Tess Thompson Talley, 37, initially uploaded the photos, from a hunting trip taken in June 2017, to Facebook with a caption that reportedly said: “Prayers for my once in a lifetime dream hunt came true today! Spotted this rare black giraffe bull and stalked him for quite awhile.”
Her post has now been deleted, but the photos are still being widely shared online.
The online news organization Africlandpost shared the photos on June 16, in a tweet that went viral. The tweet called Talley a “White American savage,” who shot “a very rare black giraffe courtesy of South Africa[n] stupidity.” The tweet had been shared over 44,000 times by Wednesday.
There are fewer than 100,000 giraffes left in Africa, down by as much as 40% since the 1980s, due in part to illegal hunting, climate change and expansion of farmland. There is no indication Talley’s hunt was illegal.
However in a statement to CBS News, Talley said killing the giraffe contributed to conservation efforts through “game management.” She said the giraffe was “beyond breeding age, yet had killed 3 younger bulls… Now that the giraffe is gone, the younger bulls are able to breed.”
She also told Fox News that the breed of giraffe was not very rare, as claimed in the viral tweet and in her own Facebook post. “The breed is not rare in any way other than it was very old,” she said. “Giraffes get darker with age.”

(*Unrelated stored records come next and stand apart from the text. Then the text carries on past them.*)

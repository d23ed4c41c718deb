//! Designator range expansion and the designator → description index built
//! from the component reference table.

use std::collections::HashMap;
use std::sync::LazyLock;

use regex::Regex;

use crate::model::ReferenceRow;

/// `<letters><start>-[<letters>]<end>`. Anchored at the start only, so trailing
/// noise after the end number is ignored.
static RANGE_PATTERN: LazyLock<Regex> = LazyLock::new(|| {
    Regex::new(r"^([A-Za-z]+)(\d+)-([A-Za-z]+)?(\d+)").expect("range pattern compiles")
});

/// Uppercases a designator and strips all whitespace from it.
pub fn normalize_designator(raw: &str) -> String {
    raw.chars()
        .filter(|ch| !ch.is_whitespace())
        .collect::<String>()
        .to_uppercase()
}

/// Expands compact reference notation (`R1-R3`, `C3,C4`, `U1-U2,R7`) into
/// individual designators, in source order. Never fails: reversed ranges
/// expand to nothing and unrecognised parts are kept verbatim.
pub fn expand(expression: &str) -> Vec<String> {
    let compact: String = expression.chars().filter(|ch| !ch.is_whitespace()).collect();
    let mut designators = Vec::new();

    for part in compact.split(',') {
        if let Some(range) = RANGE_PATTERN.captures(part) {
            let prefix = range
                .get(3)
                .or_else(|| range.get(1))
                .map(|m| m.as_str().to_uppercase())
                .unwrap_or_default();
            let bounds = (parse_bound(&range[2]), parse_bound(&range[4]));
            if let (Some(start), Some(end)) = bounds {
                designators.extend((start..=end).map(|index| format!("{prefix}{index}")));
                continue;
            }
        }
        if !part.is_empty() {
            designators.push(normalize_designator(part));
        }
    }

    designators
}

fn parse_bound(digits: &str) -> Option<u64> {
    digits.parse().ok()
}

/// Lookup from expanded designator to its description.
#[derive(Debug, Clone, Default, PartialEq, Eq)]
pub struct ReferenceIndex {
    entries: HashMap<String, String>,
}

impl ReferenceIndex {
    /// Builds the index in row order; a designator listed again in a later row
    /// takes that row's description.
    pub fn build<'a>(rows: impl IntoIterator<Item = &'a ReferenceRow>) -> Self {
        let mut entries = HashMap::new();
        for row in rows {
            for designator in expand(&row.reference) {
                entries.insert(designator, row.description.clone());
            }
        }
        tracing::debug!(designators = entries.len(), "built reference index");
        Self { entries }
    }

    pub fn get(&self, designator: &str) -> Option<&str> {
        self.entries.get(designator).map(String::as_str)
    }

    pub fn len(&self) -> usize {
        self.entries.len()
    }

    pub fn is_empty(&self) -> bool {
        self.entries.is_empty()
    }
}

Talley posted further comments on her Facebook page on Wednesday. One read: “Dear people posting about animals, their rights, and animal murder: 1 – Animals have no rights as they are animals not humans. 2- Therefore you can’t murder animals.”
In another, she wrote: “Hey friends, just to make it clear on how hunting is conservation; the money I spend hunting in Africa goes towards local wildlife preservation. I’m basically donating it, what has everyone else done for the animals recently?”
The viral photos have spurred an online debate about the controversial practice of trophy hunting, in which hunters can arrange permits to shoot animals in return for payment.
Actor Debra Messing was among celebrities to condemn Talley and the practice of trophy hunting. On Instagram, Messing called Talley a “disgusting, vile, amoral, heartless, selfish murderer.”
On Twitter, actor Jeffrey Wright referred to Talley as a “self-obsessed lunatic colonizer.”
In a follow up to its viral tweet, Africlandpost said: “If our so called governments can’t care for our wildlife then it’s time we stand up and responsibility of our continent, lands, resources and wildlife.” It continued, “let’s have a united voice against pillage of Africa, it’s the only home we have.”
Other comments online drew comparisons to the 2015 shooting of Cecil the Lion by American dentist Walter J. Palmer in Zimbabwe. That shooting attracted international news attention and widespread condemnation.